Classification Regression
Linear
  • LogisticRegression
  • LogisticRegressionCV
  • PassiveAggressiveClassifier
  • Perceptron
  • RidgeClassifier
  • RidgeClassifierCV
  • SGDClassifier
  • ARDRegression
  • BayesianRidge
  • ElasticNet
  • ElasticNetCV
  • HuberRegressor
  • Lars
  • LarsCV
  • Lasso
  • LassoCV
  • LassoLars
  • LassoLarsCV
  • LassoLarsIC
  • LinearRegression
  • OrthogonalMatchingPursuit
  • OrthogonalMatchingPursuitCV
  • PassiveAggressiveRegressor
  • Ridge
  • RidgeCV
  • SGDRegressor
  • TheilSenRegressor
SVM
  • LinearSVC
  • NuSVC
  • SVC
  • LinearSVR
  • NuSVR
  • SVR
Tree
  • DecisionTreeClassifier
  • ExtraTreeClassifier
  • DecisionTreeRegressor
  • ExtraTreeRegressor
Random Forest
  • ExtraTreesClassifier
  • LGBMClassifier(rf booster only)
  • RandomForestClassifier
  • XGBRFClassifier(binary only, multiclass is not supported yet)
  • ExtraTreesRegressor
  • LGBMRegressor(rf booster only)
  • RandomForestRegressor
  • XGBRFRegressor
Boosting
  • LGBMClassifier(gbdt/dart/goss booster only)
  • XGBClassifier(gbtree/gblinear booster only)
    • LGBMRegressor(gbdt/dart/goss booster only)
    • XGBRegressor(gbtree/gblinear booster only)

    Classification Output

    Linear/Linear SVM

    Binary

    Scalar value; signed distance of the sample to the hyperplane for the second class.

    Multiclass

    Vector value; signed distance of the sample to the hyperplane per each class.

    Comment

    The output is consistent with the output of LinearClassifierMixin.decision_function.

    SVM

    Binary

    Scalar value; signed distance of the sample to the hyperplane for the second class.

    Multiclass

    Vector value; one-vs-one score for each class, shape (n_samples, n_classes * (n_classes-1) / 2).

    Comment

    The output is consistent with the output of BaseSVC.decision_function when the decision_function_shape is set to ovo.
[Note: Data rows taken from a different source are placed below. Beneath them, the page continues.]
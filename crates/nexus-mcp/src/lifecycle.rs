//! Per-client connection lifecycle.
//!
//! Tracks the state machine:
//!
//! ```text
//!        connect()                success              failure
//! DISCONNECTED ────► CONNECTING ───────► CONNECTED ───┬──► ERROR
//!         ▲              │failure                     │
//!         │              ▼                            │loss
//!         │            ERROR ◄───────────RECONNECTING ┘
//!         │                        │ retries exhausted
//!         └─────── disconnect() ◄──┘
//! ```
//!
//! Every transition invokes the registered status callback with the new
//! and previous status, which the connection manager turns into
//! `ConnectionStatusChanged` events. A watch channel backs the "ready"
//! signal that first-use callers block on.

use nexus_core::ConnectionStatus;
use std::sync::{Arc, RwLock};
use tokio::sync::watch;
use tracing::debug;

/// Callback invoked on every transition: `(new_status, previous_status)`.
pub type StatusCallback = Arc<dyn Fn(ConnectionStatus, Option<ConnectionStatus>) + Send + Sync>;

/// Connection state machine for a single client.
pub struct ConnectionLifecycle {
    status_tx: watch::Sender<ConnectionStatus>,
    on_status_change: RwLock<Option<StatusCallback>>,
}

impl std::fmt::Debug for ConnectionLifecycle {
    fn fmt(&self, f: &mut std::fmt::Formatter<'_>) -> std::fmt::Result {
        f.debug_struct("ConnectionLifecycle")
            .field("status", &self.status())
            .finish_non_exhaustive()
    }
}

impl Default for ConnectionLifecycle {
    fn default() -> Self {
        Self::new()
    }
}

impl ConnectionLifecycle {
    /// Create a lifecycle in the `Disconnected` state.
    #[must_use]
    pub fn new() -> Self {
        let (status_tx, _) = watch::channel(ConnectionStatus::Disconnected);
        Self {
            status_tx,
            on_status_change: RwLock::new(None),
        }
    }

    /// Register the status-change callback.
    ///
    /// # Panics
    ///
    /// Panics if the internal lock is poisoned.
    pub fn set_status_callback(&self, callback: StatusCallback) {
        *self.on_status_change.write().expect("lock poisoned") = Some(callback);
    }

    /// Current status snapshot.
    #[must_use]
    pub fn status(&self) -> ConnectionStatus {
        *self.status_tx.borrow()
    }

    /// Whether a session is currently usable.
    #[must_use]
    pub fn is_connected(&self) -> bool {
        self.status().is_connected()
    }

    /// Subscribe to status changes.
    #[must_use]
    pub fn watch(&self) -> watch::Receiver<ConnectionStatus> {
        self.status_tx.subscribe()
    }

    /// Transition to a new status, notifying the callback and watchers.
    ///
    /// Transitioning to the current status is a no-op.
    ///
    /// # Panics
    ///
    /// Panics if the internal lock is poisoned.
    pub fn transition(&self, new_status: ConnectionStatus) {
        let previous = self.status();
        if previous == new_status {
            return;
        }

        debug!(from = %previous, to = %new_status, "Connection status transition");
        // send_replace never fails; watchers may or may not exist
        self.status_tx.send_replace(new_status);

        let callback = self.on_status_change.read().expect("lock poisoned").clone();
        if let Some(cb) = callback {
            cb(new_status, Some(previous));
        }
    }

    /// Block until the session is `Connected`.
    ///
    /// Callers awaiting first use block on this; it resolves immediately
    /// when already connected.
    pub async fn wait_ready(&self) {
        let mut rx = self.status_tx.subscribe();
        loop {
            if rx.borrow().is_connected() {
                return;
            }
            if rx.changed().await.is_err() {
                // Sender dropped; nothing more will change
                return;
            }
        }
    }
}

#[cfg(test)]
mod tests {
    use super::*;
    use std::sync::Mutex;

    #[test]
    fn test_initial_state() {
        let lifecycle = ConnectionLifecycle::new();
        assert_eq!(lifecycle.status(), ConnectionStatus::Disconnected);
        assert!(!lifecycle.is_connected());
    }

    #[test]
    fn test_transitions_invoke_callback_with_previous() {
        let lifecycle = ConnectionLifecycle::new();
        let log: Arc<Mutex<Vec<(ConnectionStatus, Option<ConnectionStatus>)>>> =
            Arc::new(Mutex::new(Vec::new()));
        let log_clone = Arc::clone(&log);

        lifecycle.set_status_callback(Arc::new(move |new, prev| {
            log_clone.lock().unwrap().push((new, prev));
        }));

        lifecycle.transition(ConnectionStatus::Connecting);
        lifecycle.transition(ConnectionStatus::Connected);
        lifecycle.transition(ConnectionStatus::Reconnecting);
        lifecycle.transition(ConnectionStatus::Error);

        let log = log.lock().unwrap();
        assert_eq!(
            *log,
            vec![
                (
                    ConnectionStatus::Connecting,
                    Some(ConnectionStatus::Disconnected)
                ),
                (
                    ConnectionStatus::Connected,
                    Some(ConnectionStatus::Connecting)
                ),
                (
                    ConnectionStatus::Reconnecting,
                    Some(ConnectionStatus::Connected)
                ),
                (
                    ConnectionStatus::Error,
                    Some(ConnectionStatus::Reconnecting)
                ),
            ]
        );
    }

    #[test]
    fn test_same_status_is_noop() {
        let lifecycle = ConnectionLifecycle::new();
        let count = Arc::new(Mutex::new(0u32));
        let count_clone = Arc::clone(&count);

        lifecycle.set_status_callback(Arc::new(move |_, _| {
            *count_clone.lock().unwrap() += 1;
        }));

        lifecycle.transition(ConnectionStatus::Connecting);
        lifecycle.transition(ConnectionStatus::Connecting);
        assert_eq!(*count.lock().unwrap(), 1);
    }

    #[tokio::test]
    async fn test_wait_ready_resolves_on_connect() {
        let lifecycle = Arc::new(ConnectionLifecycle::new());
        let waiter = Arc::clone(&lifecycle);

        let handle = tokio::spawn(async move {
            waiter.wait_ready().await;
        });

        lifecycle.transition(ConnectionStatus::Connecting);
        lifecycle.transition(ConnectionStatus::Connected);

        handle.await.unwrap();
        assert!(lifecycle.is_connected());
    }

    #[tokio::test]
    async fn test_wait_ready_immediate_when_connected() {
        let lifecycle = ConnectionLifecycle::new();
        lifecycle.transition(ConnectionStatus::Connected);
        // Must not hang
        lifecycle.wait_ready().await;
    }
}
    Tree/Random Forest/XGBoost/LightGBM

    Binary

    Vector value; class probabilities.

    Multiclass

    Vector value; class probabilities.

    Comment

    The output is consistent with the output of the predict_proba method of DecisionTreeClassifier/ForestClassifier/XGBClassifier/LGBMClassifier.

    Usage

    Here's a simple example of how a linear model trained in Python environment can be represented in Java code:

    from sklearn.datasets import load_boston
    from sklearn import linear_model
    import m2cgen as m2c
    
    boston = load_boston()
    X, y = boston.data, boston.target
    
    estimator = linear_model.LinearRegression()
    estimator.fit(X, y)
    
    code = m2c.export_to_java(estimator)
    

    Generated Java code:

    public class Model {
    
        public static double score(double[] input) {
            return (((((((((((((36.45948838508965) + ((input[0]) * (-0.10801135783679647))) + ((input[1]) * (0.04642045836688297))) + ((input[2]) * (0.020558626367073608))) + ((input[3]) * (2.6867338193449406))) + ((input[4]) * (-17.76661122830004))) + ((input[5]) * (3.8098652068092163))) + ((input[6]) * (0.0006922246403454562))) + ((input[7]) * (-1.475566845600257))) + ((input[8]) * (0.30604947898516943))) + ((input[9]) * (-0.012334593916574394))) + ((input[10]) * (-0.9527472317072884))) + ((input[11]) * (0.009311683273794044))) + ((input[12]) * (-0.5247583778554867));
        }
    }
    

    You can find more examples of generated code for different models/languages here.

    CLI

    m2cgen can be used as a CLI tool to generate code using serialized model objects (pickle protocol):

    $ m2cgen <pickle_file> --language <language> [--indent <indent>] [--class_name <class_name>]
             [--module_name <module_name>] [--package_name <package_name>] [--namespace <namespace>]
             [--recursion-limit <recursion_limit>]
    

    Don't forget that for unpickling serialized model objects their classes must be defined in the top level of an importable module in the unpickling environment.

    Piping is also supported:

    $ cat <pickle_file> | m2cgen --language <language>
    

    FAQ

    Q: Generation fails with RuntimeError: maximum recursion depth exceeded error.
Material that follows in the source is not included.